--- Work task ---
Output exactly the span of lines beginning with the one that holds "other typed field" and ending with the last line of the data below.

====== The data ======

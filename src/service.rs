//! The façade CRUD handlers call: prompt building, the engine run, and the
//! typed decode, one method per call site.

use serde_json::Value;

use crate::config::GenerationConfig;
use crate::engine::GenerationEngine;
use crate::provider::{GeminiBackend, GenerativeBackend};
use crate::types::{
    PhotoDish, PhotoIngredients, PhotoScanRequest, Recipe, RecipeRequest, ShoppingListRequest,
    ShoppingPlan,
};
use crate::{Error, Result};

/// Generation service shared by every request handler.
///
/// Construction happens once at startup; the instance is immutable and safe
/// to share across concurrent requests. Generic over the backend so tests
/// can drive it without a network.
pub struct RecipeAi<B = GeminiBackend> {
    engine: GenerationEngine<B>,
}

impl RecipeAi<GeminiBackend> {
    /// Build the service against the real Gemini backend.
    pub fn new(config: GenerationConfig) -> Result<Self> {
        let backend = GeminiBackend::new(&config)?;
        Ok(Self::with_backend(backend, &config))
    }
}

impl<B: GenerativeBackend> RecipeAi<B> {
    /// Build the service over any backend (tests, alternative providers).
    pub fn with_backend(backend: B, config: &GenerationConfig) -> Self {
        Self {
            engine: GenerationEngine::new(backend, config),
        }
    }

    /// Generate a recipe from a free-text list of ingredients.
    pub async fn recipe_from_ingredients(&self, request: &RecipeRequest) -> Result<Recipe> {
        let value = self.engine.run(&request.to_generation_request()).await?;
        decode(value)
    }

    /// Identify the dish in a photo and reconstruct its recipe.
    pub async fn recipe_from_photo(&self, scan: &PhotoScanRequest) -> Result<PhotoDish> {
        let value = self.engine.run(&scan.to_dish_request()).await?;
        decode(value)
    }

    /// Recognize the ingredients in a photo and suggest recipes for them.
    pub async fn ingredients_from_photo(
        &self,
        scan: &PhotoScanRequest,
    ) -> Result<PhotoIngredients> {
        let value = self.engine.run(&scan.to_ingredients_request()).await?;
        decode(value)
    }

    /// Plan a multi-day shopping list from the user's cooking history.
    pub async fn shopping_list(&self, request: &ShoppingListRequest) -> Result<ShoppingPlan> {
        let value = self.engine.run(&request.to_generation_request()?).await?;
        decode(value)
    }

    pub fn engine(&self) -> &GenerationEngine<B> {
        &self.engine
    }
}

/// Decode a normalized value into its typed model.
///
/// Mandatory fields are already guaranteed and every other typed field
/// defaults, so this only fails on a type-shape mismatch; the serialized
/// value is preserved the same way the normalizer preserves raw text.
fn decode<T: serde::de::DeserializeOwned>(value: Value) -> Result<T> {
    let raw = value.to_string();
    serde_json::from_value(value).map_err(|source| Error::Parse { raw, source })
}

======

--- Response below ---
/// Mandatory fields are already guaranteed and every other typed field
/// defaults, so this only fails on a type-shape mismatch; the serialized
/// value is preserved the same way the normalizer preserves raw text.
fn decode<T: serde::de::DeserializeOwned>(value: Value) -> Result<T> {
    let raw = value.to_string();
    serde_json::from_value(value).map_err(|source| Error::Parse { raw, source })
}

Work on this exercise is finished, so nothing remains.